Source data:
-------------------------

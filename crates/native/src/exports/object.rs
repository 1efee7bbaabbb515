// SPDX-License-Identifier: MIT
// Copyright (c) 2025 ReifyDB

//! `Dart_CObject` helpers exported to the Dart package
//!
//! Output slots may point at uninitialised memory, so setters write the whole
//! `CObject` with `ptr::write` and never read it first.

#![allow(non_snake_case)]

use core::ffi::c_void;

use cbl_dart_abi::{CObject, FLString};
use tracing::trace;

/// Returns the value of `object`, which must be a `kInt32` or `kInt64`, as an `int64_t`
///
/// # Safety
/// - `object` must be non-null and point to an initialised `Dart_CObject`
/// - A non-integer `object` aborts the process
#[unsafe(no_mangle)]
pub unsafe extern "C" fn CBLDart_CObject_getIntValueAsInt64(object: *mut CObject) -> i64 {
	debug_assert!(!object.is_null(), "CBLDart_CObject_getIntValueAsInt64 called with null object");
	// SAFETY: Caller guarantees object is valid
	unsafe { (*object).int_value_as_i64() }
}

/// Turns `object` into an empty `kArray`
///
/// # Safety
/// `object` must be non-null, writable and not read concurrently.
#[unsafe(no_mangle)]
pub unsafe extern "C" fn CBLDart_CObject_SetEmptyArray(object: *mut CObject) {
	debug_assert!(!object.is_null(), "CBLDart_CObject_SetEmptyArray called with null object");
	trace!("CObject <- empty array");
	// SAFETY: Caller guarantees object is writable
	unsafe { object.write(CObject::empty_array()) }
}

/// Turns `object` into a `kNativePointer` holding `pointer`, or `kNull` when `pointer` is null
///
/// Ownership of the pointee is not transferred.
///
/// # Safety
/// `object` must be non-null, writable and not read concurrently.
#[unsafe(no_mangle)]
pub unsafe extern "C" fn CBLDart_CObject_SetPointer(object: *mut CObject, pointer: *const c_void) {
	debug_assert!(!object.is_null(), "CBLDart_CObject_SetPointer called with null object");
	trace!(?pointer, "CObject <- pointer");
	// SAFETY: Caller guarantees object is writable
	unsafe { object.write(CObject::pointer(pointer)) }
}

/// Turns `object` into a `Uint8` `kTypedData` viewing `string`, or `kNull` when `string` is null
///
/// The bytes are not copied.
///
/// # Safety
/// - `object` must be non-null, writable and not read concurrently
/// - `string.buf` must stay valid until the VM has consumed `object`
/// - `string.buf` may only be null when `string.size` is zero
#[unsafe(no_mangle)]
pub unsafe extern "C" fn CBLDart_CObject_SetFLString(object: *mut CObject, string: FLString) {
	debug_assert!(!object.is_null(), "CBLDart_CObject_SetFLString called with null object");
	trace!(size = string.size, "CObject <- FLString");
	// SAFETY: Caller guarantees object is writable
	unsafe { object.write(CObject::fl_string(string)) }
}
// SPDX-License-Identifier: MIT
// Copyright (c) 2025 ReifyDB

use std::fmt::{self, Display, Formatter};

use crate::error::{AbiError, Result};

/// Type tag of a `Dart_CObject` (maps to `Dart_CObject_Type`)
///
/// The tag is stored in a [`CObject`](super::CObject) as a raw `i32`, because the VM
/// or a newer SDK may write values this enum does not list. Use
/// [`CObjectType::from_raw`] to decode it.
#[repr(i32)]
#[derive(Debug, Clone, Copy, PartialEq, Eq, Hash)]
pub enum CObjectType {
	Null = 0,
	Bool = 1,
	Int32 = 2,
	Int64 = 3,
	Double = 4,
	String = 5,
	Array = 6,
	TypedData = 7,
	ExternalTypedData = 8,
	SendPort = 9,
	Capability = 10,
	NativePointer = 11,
	Unsupported = 12,
	UnmodifiableExternalTypedData = 13,
}

impl CObjectType {
	/// Decode a raw `Dart_CObject_Type` value
	pub const fn from_raw(raw: i32) -> Result<Self> {
		Ok(match raw {
			0 => Self::Null,
			1 => Self::Bool,
			2 => Self::Int32,
			3 => Self::Int64,
			4 => Self::Double,
			5 => Self::String,
			6 => Self::Array,
			7 => Self::TypedData,
			8 => Self::ExternalTypedData,
			9 => Self::SendPort,
			10 => Self::Capability,
			11 => Self::NativePointer,
			12 => Self::Unsupported,
			13 => Self::UnmodifiableExternalTypedData,
			_ => return Err(AbiError::UnknownObjectType(raw)),
		})
	}

	/// The raw `Dart_CObject_Type` value
	pub const fn raw(self) -> i32 {
		self as i32
	}

	pub const fn is_integer(self) -> bool {
		matches!(self, Self::Int32 | Self::Int64)
	}
}

impl Display for CObjectType {
	fn fmt(&self, f: &mut Formatter<'_>) -> fmt::Result {
		let name = match self {
			Self::Null => "kNull",
			Self::Bool => "kBool",
			Self::Int32 => "kInt32",
			Self::Int64 => "kInt64",
			Self::Double => "kDouble",
			Self::String => "kString",
			Self::Array => "kArray",
			Self::TypedData => "kTypedData",
			Self::ExternalTypedData => "kExternalTypedData",
			Self::SendPort => "kSendPort",
			Self::Capability => "kCapability",
			Self::NativePointer => "kNativePointer",
			Self::Unsupported => "kUnsupported",
			Self::UnmodifiableExternalTypedData => "kUnmodifiableExternalTypedData",
		};
		f.write_str(name)
	}
}

/// Element type of a typed data payload (maps to `Dart_TypedData_Type`)
#[repr(i32)]
#[derive(Debug, Clone, Copy, PartialEq, Eq, Hash)]
pub enum TypedDataType {
	ByteData = 0,
	Int8 = 1,
	Uint8 = 2,
	Uint8Clamped = 3,
	Int16 = 4,
	Uint16 = 5,
	Int32 = 6,
	Uint32 = 7,
	Int64 = 8,
	Uint64 = 9,
	Float32 = 10,
	Float64 = 11,
	Int32x4 = 12,
	Float32x4 = 13,
	Float64x2 = 14,
}

impl TypedDataType {
	/// Decode a raw `Dart_TypedData_Type` value
	pub const fn from_raw(raw: i32) -> Result<Self> {
		Ok(match raw {
			0 => Self::ByteData,
			1 => Self::Int8,
			2 => Self::Uint8,
			3 => Self::Uint8Clamped,
			4 => Self::Int16,
			5 => Self::Uint16,
			6 => Self::Int32,
			7 => Self::Uint32,
			8 => Self::Int64,
			9 => Self::Uint64,
			10 => Self::Float32,
			11 => Self::Float64,
			12 => Self::Int32x4,
			13 => Self::Float32x4,
			14 => Self::Float64x2,
			_ => return Err(AbiError::UnknownTypedDataType(raw)),
		})
	}

	/// The raw `Dart_TypedData_Type` value
	pub const fn raw(self) -> i32 {
		self as i32
	}

	/// Size in bytes of a single element
	pub const fn element_size(self) -> usize {
		match self {
			Self::ByteData | Self::Int8 | Self::Uint8 | Self::Uint8Clamped => 1,
			Self::Int16 | Self::Uint16 => 2,
			Self::Int32 | Self::Uint32 | Self::Float32 => 4,
			Self::Int64 | Self::Uint64 | Self::Float64 => 8,
			Self::Int32x4 | Self::Float32x4 | Self::Float64x2 => 16,
		}
	}
}

#[cfg(test)]
mod tests {
	use super::*;

	#[test]
	fn test_object_type_round_trips_every_known_tag() {
		for raw in 0..=13 {
			let ty = CObjectType::from_raw(raw).unwrap();
			assert_eq!(ty.raw(), raw);
		}
	}

	#[test]
	fn test_object_type_rejects_unknown_tag() {
		assert_eq!(CObjectType::from_raw(14), Err(AbiError::UnknownObjectType(14)));
		assert_eq!(CObjectType::from_raw(-1), Err(AbiError::UnknownObjectType(-1)));
	}

	#[test]
	fn test_only_int32_and_int64_are_integers() {
		assert!(CObjectType::Int32.is_integer());
		assert!(CObjectType::Int64.is_integer());
		assert!(!CObjectType::Double.is_integer());
		assert!(!CObjectType::NativePointer.is_integer());
	}

	#[test]
	fn test_typed_data_type_rejects_invalid_code() {
		// 15 is kInvalid in the VM headers
		assert_eq!(TypedDataType::from_raw(15), Err(AbiError::UnknownTypedDataType(15)));
		assert_eq!(TypedDataType::from_raw(2), Ok(TypedDataType::Uint8));
	}

	#[test]
	fn test_element_size() {
		assert_eq!(TypedDataType::Uint8.element_size(), 1);
		assert_eq!(TypedDataType::Float64.element_size(), 8);
		assert_eq!(TypedDataType::Float64x2.element_size(), 16);
	}

	#[test]
	fn test_display_uses_vm_names() {
		assert_eq!(CObjectType::NativePointer.to_string(), "kNativePointer");
		assert_eq!(CObjectType::Array.to_string(), "kArray");
	}
}
// SPDX-License-Identifier: MIT
// Copyright (c) 2025 ReifyDB

#![allow(non_snake_case)]

use cbl_dart_abi::{EDITION, EditionFFI};

/// Returns the Couchbase Lite edition the library was built against
///
/// The returned strings point at static data and must not be freed.
#[unsafe(no_mangle)]
pub extern "C" fn CBLDart_Edition() -> EditionFFI {
	EDITION.to_ffi()
}
// SPDX-License-Identifier: MIT
// Copyright (c) 2025 ReifyDB

use crate::dart::CObjectType;

/// Errors raised while decoding a `Dart_CObject` written by foreign code.
///
/// Writing a slot never fails. Reading one can, because the tag and length
/// fields are plain integers that the other side of the boundary is free to fill
/// with values this crate does not know.
#[derive(Debug, Clone, Copy, PartialEq, Eq, thiserror::Error)]
pub enum AbiError {
	#[error("unknown Dart_CObject type tag {0}")]
	UnknownObjectType(i32),

	#[error("unknown Dart_TypedData type code {0}")]
	UnknownTypedDataType(i32),

	#[error("negative length {length} in {kind} payload")]
	NegativeLength {
		kind: CObjectType,
		length: isize,
	},
}

pub type Result<T> = std::result::Result<T, AbiError>;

-------------------------

Go through the data and return each line where the word "ByteData" appears.

	ByteData = 0,
			0 => Self::ByteData,
			Self::ByteData | Self::Int8 | Self::Uint8 | Self::Uint8Clamped => 1,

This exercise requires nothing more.